Summer is the peak of the season for northeastern fruit such as peaches,cherries, raspberries, blueberries, and melons. Many of our favorite vegetables, such as tomatoes and sweet corn are best when picked at thepeak of ripeness and eaten while still very fresh. This is a great time of year to visit the farmers markets.
Enjoy seasonal fruit for breakfast or a snack.
Make a salad of fresh local tomatoes, basil, peppers, cucumbers, and onions.
Grill fresh sweet corn in the husk with your summertime barbecues. If the corn is very fresh, it needs very little cooking and can even be eaten raw.

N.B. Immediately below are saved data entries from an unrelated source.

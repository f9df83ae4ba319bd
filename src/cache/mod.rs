//! Alias cache
//!
//! The cache is advisory. Lookups that fail for any reason come back as a
//! miss and the resolver falls through to the alias store.

pub mod moka;
pub mod null;
pub mod redis;
pub mod traits;

use std::sync::Arc;

use tracing::{info, warn};

pub use self::moka::MokaAliasCache;
pub use self::null::NullAliasCache;
pub use self::redis::{RedisAliasCache, decode_entry};
pub use traits::{AliasCache, CacheLookup};

use crate::config::CacheConfig;
use crate::errors::{LinkmeterError, Result};

/// Build the cache selected by `cache.type`.
///
/// An unreachable Redis at startup degrades to no cache instead of
/// refusing to start.
pub async fn create_cache(config: &CacheConfig) -> Result<Arc<dyn AliasCache>> {
    let cache: Arc<dyn AliasCache> = match config.cache_type.as_str() {
        "redis" => match RedisAliasCache::connect(config).await {
            Ok(cache) => Arc::new(cache),
            Err(e) => {
                warn!("{}; continuing without a cache", e);
                Arc::new(NullAliasCache)
            }
        },
        "memory" => Arc::new(MokaAliasCache::new(config)),
        "none" => Arc::new(NullAliasCache),
        other => {
            return Err(LinkmeterError::config(format!(
                "Unknown cache type '{}'. Valid: redis, memory, none",
                other
            )));
        }
    };

    info!("Alias cache: {}", cache.name());
    Ok(cache)
}

#[cfg(test)]
mod tests {
    use super::*;

    #[tokio::test]
    async fn test_create_cache_by_type() {
        let mut config = CacheConfig::default();

        config.cache_type = "memory".to_string();
        assert_eq!(create_cache(&config).await.unwrap().name(), "memory");

        config.cache_type = "none".to_string();
        assert_eq!(create_cache(&config).await.unwrap().name(), "none");

        config.cache_type = "memcached".to_string();
        assert!(matches!(
            create_cache(&config).await,
            Err(LinkmeterError::Config(_))
        ));
    }
}
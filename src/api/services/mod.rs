pub mod analytics;
pub mod health;
pub mod redirect;
pub mod shorten;

use actix_web::web;

pub use analytics::{AnalyticsApi, AnalyticsQuery};
pub use health::{AppStartTime, HealthService};
pub use redirect::RedirectService;
pub use shorten::ShortenService;

/// Public API under `/v1`
pub fn v1_routes() -> actix_web::Scope {
    web::scope("/v1")
        .route("/shorten", web::post().to(ShortenService::create_alias))
        .route("/s/{code}", web::get().to(RedirectService::handle_redirect))
        .route("/s/{code}", web::head().to(RedirectService::handle_redirect))
        .route("/analytics/{code}", web::get().to(AnalyticsApi::get_analytics))
}

pub fn health_routes() -> actix_web::Scope {
    web::scope("/health")
        .route("", web::get().to(HealthService::health_check))
        .route("", web::head().to(HealthService::health_check))
}
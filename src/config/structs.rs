use serde::{Deserialize, Serialize};

/// Static configuration, loaded once at startup.
///
/// Priority: ENV > TOML file > defaults.
/// ENV prefix `LM`, separator `__`, e.g. `LM__SERVER__PORT=9999`.
#[derive(Debug, Clone, Serialize, Deserialize, Default)]
pub struct StaticConfig {
    #[serde(default)]
    pub server: ServerConfig,
    #[serde(default)]
    pub database: DatabaseConfig,
    #[serde(default)]
    pub cache: CacheConfig,
    #[serde(default)]
    pub logging: LoggingConfig,
    #[serde(default)]
    pub links: LinksConfig,
    #[serde(default)]
    pub click_recorder: ClickRecorderConfig,
}

impl StaticConfig {
    pub const DEFAULT_PATH: &'static str = "config.toml";

    /// Load from a TOML file and the environment.
    ///
    /// Falls back to defaults (with a message on stderr) when the sources
    /// cannot be parsed; logging is not initialized yet at this point.
    pub fn load(path: Option<&str>) -> Self {
        use config::{Config, Environment, File};

        let explicit = path.is_some();
        let path = path.unwrap_or(Self::DEFAULT_PATH);

        let builder = Config::builder()
            .add_source(File::with_name(path).required(explicit))
            .add_source(
                Environment::with_prefix("LM")
                    .prefix_separator("__")
                    .separator("__")
                    .try_parsing(true),
            );

        match builder.build() {
            Ok(settings) => match settings.try_deserialize::<StaticConfig>() {
                Ok(config) => {
                    if std::path::Path::new(path).exists() {
                        eprintln!("[INFO] Configuration loaded from: {}", path);
                    }
                    config
                }
                Err(e) => {
                    eprintln!("[ERROR] Failed to deserialize config: {}", e);
                    Self::default()
                }
            },
            Err(e) => {
                eprintln!("[ERROR] Failed to build config: {}", e);
                Self::default()
            }
        }
    }

    pub fn generate_sample_config() -> String {
        toml::to_string_pretty(&Self::default())
            .unwrap_or_else(|e| format!("# Error generating sample config: {}", e))
    }

    pub fn save_to_file<P: AsRef<std::path::Path>>(&self, path: P) -> anyhow::Result<()> {
        let content = toml::to_string_pretty(self)?;

        if let Some(parent) = path.as_ref().parent()
            && !parent.as_os_str().is_empty()
            && !parent.exists()
        {
            std::fs::create_dir_all(parent)?;
        }

        std::fs::write(path, content)?;
        Ok(())
    }
}

#[derive(Debug, Clone, Serialize, Deserialize)]
pub struct ServerConfig {
    #[serde(default = "default_server_host")]
    pub host: String,
    #[serde(default = "default_server_port")]
    pub port: u16,
    #[serde(default = "default_cpu_count")]
    pub cpu_count: usize,
    /// Base used to build the resolvable short URL in create responses
    #[serde(default = "default_public_base_url")]
    pub public_base_url: String,
}

#[derive(Debug, Clone, Serialize, Deserialize)]
pub struct DatabaseConfig {
    #[serde(default = "default_database_url")]
    pub database_url: String,
    #[serde(default = "default_database_pool_size")]
    pub pool_size: u32,
    /// Connect/acquire timeout in seconds
    #[serde(default = "default_database_timeout")]
    pub timeout: u64,
    #[serde(default = "default_retry_count")]
    pub retry_count: u32,
    #[serde(default = "default_retry_base_delay_ms")]
    pub retry_base_delay_ms: u64,
    #[serde(default = "default_retry_max_delay_ms")]
    pub retry_max_delay_ms: u64,
}

#[derive(Debug, Clone, Serialize, Deserialize)]
pub struct CacheConfig {
    /// `redis`, `memory` or `none`
    #[serde(rename = "type")]
    #[serde(default = "default_cache_type")]
    pub cache_type: String,
    /// Entry lifetime in seconds, independent of alias expiry
    #[serde(default = "default_cache_ttl")]
    pub default_ttl: u64,
    #[serde(default = "default_cache_key_prefix")]
    pub key_prefix: String,
    #[serde(default)]
    pub redis: RedisConfig,
    #[serde(default)]
    pub memory: MemoryConfig,
}

#[derive(Debug, Clone, Serialize, Deserialize)]
pub struct RedisConfig {
    #[serde(default = "default_redis_url")]
    pub url: String,
    /// Per-command timeout; slower answers count as a miss
    #[serde(default = "default_redis_timeout_ms")]
    pub timeout_ms: u64,
}

#[derive(Debug, Clone, Serialize, Deserialize)]
pub struct MemoryConfig {
    #[serde(default = "default_memory_capacity")]
    pub max_capacity: u64,
}

#[derive(Debug, Clone, Serialize, Deserialize)]
pub struct LoggingConfig {
    #[serde(default = "default_log_level")]
    pub level: String,
    /// `text` or `json`
    #[serde(default = "default_log_format")]
    pub format: String,
    #[serde(default)]
    pub file: Option<String>,
    #[serde(default = "default_max_backups")]
    pub max_backups: u32,
    #[serde(default = "default_enable_rotation")]
    pub enable_rotation: bool,
}

#[derive(Debug, Clone, Serialize, Deserialize)]
pub struct LinksConfig {
    #[serde(default = "default_code_length")]
    pub code_length: usize,
    /// Fresh codes drawn when a generated code collides
    #[serde(default = "default_max_generate_attempts")]
    pub max_generate_attempts: u32,
}

#[derive(Debug, Clone, Serialize, Deserialize)]
pub struct ClickRecorderConfig {
    /// Clicks waiting to be written; further clicks are dropped
    #[serde(default = "default_queue_capacity")]
    pub queue_capacity: usize,
    /// Concurrent writers, and so the most click-store connections in use
    #[serde(default = "default_recorder_workers")]
    pub workers: usize,
}

// ============================================================
// Default value functions
// ============================================================

fn default_server_host() -> String {
    "127.0.0.1".to_string()
}

fn default_server_port() -> u16 {
    8080
}

fn default_cpu_count() -> usize {
    num_cpus::get()
}

fn default_public_base_url() -> String {
    "http://127.0.0.1:8080".to_string()
}

fn default_database_url() -> String {
    "sqlite://linkmeter.db?mode=rwc".to_string()
}

fn default_database_pool_size() -> u32 {
    10
}

fn default_database_timeout() -> u64 {
    8
}

fn default_retry_count() -> u32 {
    3
}

fn default_retry_base_delay_ms() -> u64 {
    100
}

fn default_retry_max_delay_ms() -> u64 {
    2000
}

fn default_cache_type() -> String {
    "memory".to_string()
}

fn default_cache_ttl() -> u64 {
    3600
}

fn default_cache_key_prefix() -> String {
    "url:".to_string()
}

fn default_redis_url() -> String {
    "redis://127.0.0.1:6379/".to_string()
}

fn default_redis_timeout_ms() -> u64 {
    250
}

fn default_memory_capacity() -> u64 {
    10000
}

fn default_log_level() -> String {
    "info".to_string()
}

fn default_log_format() -> String {
    "text".to_string()
}

fn default_max_backups() -> u32 {
    5
}

fn default_enable_rotation() -> bool {
    true
}

fn default_code_length() -> usize {
    6
}

fn default_max_generate_attempts() -> u32 {
    5
}

fn default_queue_capacity() -> usize {
    10000
}

fn default_recorder_workers() -> usize {
    4
}

// ============================================================
// Default implementations
// ============================================================

impl Default for ServerConfig {
    fn default() -> Self {
        Self {
            host: default_server_host(),
            port: default_server_port(),
            cpu_count: default_cpu_count(),
            public_base_url: default_public_base_url(),
        }
    }
}

impl Default for DatabaseConfig {
    fn default() -> Self {
        Self {
            database_url: default_database_url(),
            pool_size: default_database_pool_size(),
            timeout: default_database_timeout(),
            retry_count: default_retry_count(),
            retry_base_delay_ms: default_retry_base_delay_ms(),
            retry_max_delay_ms: default_retry_max_delay_ms(),
        }
    }
}

impl Default for CacheConfig {
    fn default() -> Self {
        Self {
            cache_type: default_cache_type(),
            default_ttl: default_cache_ttl(),
            key_prefix: default_cache_key_prefix(),
            redis: RedisConfig::default(),
            memory: MemoryConfig::default(),
        }
    }
}

impl Default for RedisConfig {
    fn default() -> Self {
        Self {
            url: default_redis_url(),
            timeout_ms: default_redis_timeout_ms(),
        }
    }
}

impl Default for MemoryConfig {
    fn default() -> Self {
        Self {
            max_capacity: default_memory_capacity(),
        }
    }
}

impl Default for LoggingConfig {
    fn default() -> Self {
        Self {
            level: default_log_level(),
            format: default_log_format(),
            file: None,
            max_backups: default_max_backups(),
            enable_rotation: default_enable_rotation(),
        }
    }
}

impl Default for LinksConfig {
    fn default() -> Self {
        Self {
            code_length: default_code_length(),
            max_generate_attempts: default_max_generate_attempts(),
        }
    }
}

impl Default for ClickRecorderConfig {
    fn default() -> Self {
        Self {
            queue_capacity: default_queue_capacity(),
            workers: default_recorder_workers(),
        }
    }
}
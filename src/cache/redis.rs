use std::future::Future;
use std::sync::Arc;
use std::time::Duration;

use async_trait::async_trait;
use redis::{AsyncCommands, aio::MultiplexedConnection};
use tokio::sync::RwLock;
use tokio::time::timeout;
use tracing::{debug, error, trace, warn};

use super::{AliasCache, CacheLookup};
use crate::config::CacheConfig;
use crate::errors::{LinkmeterError, Result};
use crate::storage::AliasRecord;

/// Shared cache for multi-instance deployments.
///
/// Keys are `{key_prefix}{code}`, values the JSON-encoded alias record.
/// Every command runs under `op_timeout`; a timeout or connection error
/// drops the cached connection and reports a miss.
pub struct RedisAliasCache {
    client: redis::Client,
    connection: Arc<RwLock<Option<MultiplexedConnection>>>,
    key_prefix: String,
    ttl: u64,
    op_timeout: Duration,
}

impl RedisAliasCache {
    /// Open a client and verify the server answers `PING`.
    pub async fn connect(config: &CacheConfig) -> Result<Self> {
        let client = redis::Client::open(config.redis.url.as_str()).map_err(|e| {
            LinkmeterError::cache_connection(format!("Invalid Redis URL '{}': {}", config.redis.url, e))
        })?;

        let cache = Self::with_client(
            client,
            config.key_prefix.clone(),
            config.default_ttl,
            Duration::from_millis(config.redis.timeout_ms),
        );

        let mut conn = cache.get_connection().await.map_err(|e| {
            LinkmeterError::cache_connection(format!(
                "Cannot reach Redis at {}: {}",
                config.redis.url, e
            ))
        })?;
        let pong: String = redis::cmd("PING")
            .query_async(&mut conn)
            .await
            .map_err(|e| LinkmeterError::cache_connection(format!("Redis ping failed: {}", e)))?;
        debug!("Redis connection test successful: {}", pong);

        Ok(cache)
    }

    /// Build without contacting the server; the connection is opened lazily.
    pub fn with_client(
        client: redis::Client,
        key_prefix: String,
        ttl: u64,
        op_timeout: Duration,
    ) -> Self {
        Self {
            client,
            connection: Arc::new(RwLock::new(None)),
            key_prefix,
            ttl,
            op_timeout,
        }
    }

    async fn get_connection(&self) -> redis::RedisResult<MultiplexedConnection> {
        {
            let guard = self.connection.read().await;
            if let Some(ref conn) = *guard {
                return Ok(conn.clone());
            }
        }

        let mut guard = self.connection.write().await;
        if let Some(ref conn) = *guard {
            return Ok(conn.clone());
        }

        let conn = self.client.get_multiplexed_async_connection().await?;
        *guard = Some(conn.clone());
        debug!("Redis connection established");
        Ok(conn)
    }

    async fn reset_connection(&self) {
        *self.connection.write().await = None;
        debug!("Redis connection reset");
    }

    pub fn make_key(&self, code: &str) -> String {
        format!("{}{}", self.key_prefix, code)
    }

    /// Run one command with a connection, bounded by `op_timeout`.
    async fn run<T, F, Fut>(&self, what: &str, op: F) -> Option<T>
    where
        F: FnOnce(MultiplexedConnection) -> Fut,
        Fut: Future<Output = redis::RedisResult<T>>,
    {
        let attempt = async {
            let conn = self.get_connection().await?;
            op(conn).await
        };

        match timeout(self.op_timeout, attempt).await {
            Ok(Ok(value)) => Some(value),
            Ok(Err(e)) => {
                error!("Redis {} failed: {}", what, e);
                self.reset_connection().await;
                None
            }
            Err(_) => {
                warn!("Redis {} timed out after {:?}", what, self.op_timeout);
                self.reset_connection().await;
                None
            }
        }
    }
}

/// Decode a stored payload; anything that is not a full alias record is a miss.
pub fn decode_entry(code: &str, data: &str) -> CacheLookup {
    match serde_json::from_str::<AliasRecord>(data) {
        Ok(record) => {
            trace!("Cache hit: {}", code);
            CacheLookup::Hit(record)
        }
        Err(e) => {
            warn!("Undecodable cache entry for '{}': {}", code, e);
            CacheLookup::Miss
        }
    }
}

#[async_trait]
impl AliasCache for RedisAliasCache {
    async fn get(&self, code: &str) -> CacheLookup {
        let key = self.make_key(code);
        let fetched = self
            .run("GET", |mut conn| async move {
                let value: Option<String> = conn.get(key).await?;
                Ok(value)
            })
            .await;

        match fetched {
            Some(Some(data)) => decode_entry(code, &data),
            Some(None) | None => CacheLookup::Miss,
        }
    }

    async fn insert(&self, record: &AliasRecord) {
        let payload = match serde_json::to_string(record) {
            Ok(p) => p,
            Err(e) => {
                error!("Failed to serialize alias '{}': {}", record.code, e);
                return;
            }
        };

        let key = self.make_key(&record.code);
        let ttl = self.ttl;
        if self
            .run("SETEX", |mut conn| async move {
                conn.set_ex::<String, String, ()>(key, payload, ttl).await
            })
            .await
            .is_some()
        {
            trace!("Cached alias '{}'", record.code);
        }
    }

    fn name(&self) -> &'static str {
        "redis"
    }
}

#[cfg(test)]
mod tests {
    use super::*;
    use chrono::Utc;

    fn unreachable_cache() -> RedisAliasCache {
        // Port 1 is never a Redis server; connects fail fast.
        let client = redis::Client::open("redis://127.0.0.1:1/").unwrap();
        RedisAliasCache::with_client(client, "url:".to_string(), 60, Duration::from_millis(300))
    }

    #[test]
    fn test_make_key_uses_prefix() {
        let cache = unreachable_cache();
        assert_eq!(cache.make_key("abc123"), "url:abc123");
    }

    #[test]
    fn test_decode_entry() {
        let record = AliasRecord {
            code: "abc123".to_string(),
            target: "https://example.com".to_string(),
            custom_alias: None,
            created_at: Utc::now(),
            expires_at: None,
        };
        let payload = serde_json::to_string(&record).unwrap();
        assert_eq!(decode_entry("abc123", &payload), CacheLookup::Hit(record));

        assert_eq!(decode_entry("abc123", "not json at all"), CacheLookup::Miss);
        assert_eq!(decode_entry("abc123", ""), CacheLookup::Miss);
        // Truncated mid-record
        assert_eq!(
            decode_entry("abc123", &payload[..payload.len() / 2]),
            CacheLookup::Miss
        );
        // Valid JSON, wrong shape
        assert_eq!(
            decode_entry("abc123", r#"{"code":"abc123"}"#),
            CacheLookup::Miss
        );
    }

    #[tokio::test]
    async fn test_unreachable_server_is_a_miss() {
        let cache = unreachable_cache();
        let record = AliasRecord {
            code: "abc123".to_string(),
            target: "https://example.com".to_string(),
            custom_alias: None,
            created_at: Utc::now(),
            expires_at: None,
        };

        cache.insert(&record).await;
        assert_eq!(cache.get("abc123").await, CacheLookup::Miss);
    }
}
//! Click event entity. Rows are append-only.

use sea_orm::entity::prelude::*;

#[derive(Clone, Debug, PartialEq, DeriveEntityModel, Eq)]
#[sea_orm(table_name = "clicks")]
pub struct Model {
    #[sea_orm(primary_key)]
    pub id: i64,
    pub code: String,
    pub created_at: DateTimeUtc,
    pub ip: Option<String>,
    pub browser: Option<String>,
    pub os: Option<String>,
    pub device: Option<String>,
    #[sea_orm(column_type = "Text", nullable)]
    pub raw_user_agent: Option<String>,
    #[sea_orm(column_type = "Text", nullable)]
    pub referer: Option<String>,
}

#[derive(Copy, Clone, Debug, EnumIter, DeriveRelation)]
pub enum Relation {}

impl ActiveModelBehavior for ActiveModel {}
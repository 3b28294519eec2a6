//! 学习者画像
//!
//! 画像由外部存储提供，核心只读；每回合取一次，用于提示词参数化。

use async_trait::async_trait;
use serde::{Deserialize, Serialize};

/// 学习者画像：CEFR 水平代码（如 "A2"）与学习目标
#[derive(Clone, Debug, Serialize, Deserialize)]
pub struct ProficiencyProfile {
    pub level: String,
    pub learning_goals: Vec<String>,
}

impl ProficiencyProfile {
    pub fn new(level: impl Into<String>, learning_goals: Vec<String>) -> Self {
        Self {
            level: level.into(),
            learning_goals,
        }
    }
}

/// 画像提供者：按用户标识取画像
#[async_trait]
pub trait ProfileProvider: Send + Sync {
    async fn profile_for(&self, user_id: &str) -> ProficiencyProfile;
}

/// 静态画像提供者：所有用户同一份画像（接入真实画像存储前的默认实现）
pub struct StaticProfileProvider {
    profile: ProficiencyProfile,
}

impl StaticProfileProvider {
    pub fn new(profile: ProficiencyProfile) -> Self {
        Self { profile }
    }
}

impl Default for StaticProfileProvider {
    fn default() -> Self {
        Self::new(ProficiencyProfile::new(
            "A2",
            vec!["Improve grammar".to_string(), "Expand vocabulary".to_string()],
        ))
    }
}

#[async_trait]
impl ProfileProvider for StaticProfileProvider {
    async fn profile_for(&self, _user_id: &str) -> ProficiencyProfile {
        self.profile.clone()
    }
}

#[cfg(test)]
mod tests {
    use super::*;

    #[tokio::test]
    async fn test_static_provider_default() {
        let provider = StaticProfileProvider::default();
        let profile = provider.profile_for("anyone").await;
        assert_eq!(profile.level, "A2");
        assert_eq!(profile.learning_goals.len(), 2);
    }
}
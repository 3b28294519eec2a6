//! 会话管理
//!
//! 按用户键管理会话：get-or-create、同会话回合串行化（checkout 失败即 SessionBusy）、
//! 过期清理。不同用户的会话完全独立，可并行跑回合。

use std::collections::HashMap;
use std::sync::Arc;
use std::time::{Duration, Instant};

use tokio::sync::{Mutex, OwnedMutexGuard, RwLock};

use super::SessionState;
use crate::core::TurnError;

/// 会话 ID（用户维度）
pub type SessionId = String;

struct SessionHandle {
    id: SessionId,
    /// 回合期间独占持有；try_lock 失败即同会话已有在途回合
    state: Arc<Mutex<SessionState>>,
    last_active: Instant,
}

impl SessionHandle {
    fn new() -> Self {
        Self {
            id: format!("session_{}", uuid::Uuid::new_v4()),
            state: Arc::new(Mutex::new(SessionState::new())),
            last_active: Instant::now(),
        }
    }
}

/// 会话管理器
pub struct SessionManager {
    /// user_id -> 会话句柄
    sessions: RwLock<HashMap<String, SessionHandle>>,
    /// 会话过期时间
    session_timeout: Duration,
}

impl SessionManager {
    pub fn new(session_timeout_secs: u64) -> Self {
        Self {
            sessions: RwLock::new(HashMap::new()),
            session_timeout: Duration::from_secs(session_timeout_secs),
        }
    }

    /// 取出用户会话的独占访问权（不存在则创建）。
    ///
    /// 同一会话已有在途回合时返回 SessionBusy，由调用方决定排队或提示重试。
    pub async fn checkout(&self, user_id: &str) -> Result<OwnedMutexGuard<SessionState>, TurnError> {
        let state = {
            let mut sessions = self.sessions.write().await;
            let handle = sessions
                .entry(user_id.to_string())
                .or_insert_with(SessionHandle::new);
            handle.last_active = Instant::now();
            handle.state.clone()
        };

        state.try_lock_owned().map_err(|_| TurnError::SessionBusy)
    }

    /// 重置用户会话（/start）：丢弃旧记录，换新会话
    pub async fn reset(&self, user_id: &str) {
        let mut sessions = self.sessions.write().await;
        sessions.insert(user_id.to_string(), SessionHandle::new());
    }

    /// 清理过期会话；有在途回合的会话不清理
    pub async fn cleanup_expired(&self) -> usize {
        let mut sessions = self.sessions.write().await;
        let before = sessions.len();
        sessions.retain(|_, h| {
            h.last_active.elapsed() <= self.session_timeout || h.state.try_lock().is_err()
        });
        before - sessions.len()
    }

    /// 活跃会话数
    pub async fn active_count(&self) -> usize {
        self.sessions.read().await.len()
    }

    /// 用户当前会话 ID
    pub async fn session_id(&self, user_id: &str) -> Option<SessionId> {
        self.sessions.read().await.get(user_id).map(|h| h.id.clone())
    }
}

impl Default for SessionManager {
    fn default() -> Self {
        Self::new(3600)
    }
}
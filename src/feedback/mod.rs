//! 结构化语言反馈
//!
//! 模型单次输出同时承载会话回复与教学反馈；本模块负责类型定义与提取。

mod category;
mod extract;

pub use category::{FeedbackCategory, FeedbackEntry};
pub use extract::{extract, TurnResult};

Grill vegetable kebobs with onions, peppers, tomatoes, summer squash, and eggplant.
Cold Soba Noodle Salad
8 ounces soba (buckwheat) noodles
6 cups water
1 bunch sunflower sprouts or pea shoots, chopped
1/2 cup chopped red radishes
1/2 cup chopped celery
1/2 cup chopped cucumber
Dressing:
1/2 cup finely chopped fresh basil
1 tablespoon toasted sesame oil
1/4 cup tahini
2 tablespoons tamari soy sauce
2-inch piece grated fresh ginger
Juice of 1/2 lemon
Put soba noodles into a pot of 6 cups boiling water and cook until tender, no more than 8 minutes. Rinse with cold water when finished cooking.
Mix all vegetables and noodles in a large bowl.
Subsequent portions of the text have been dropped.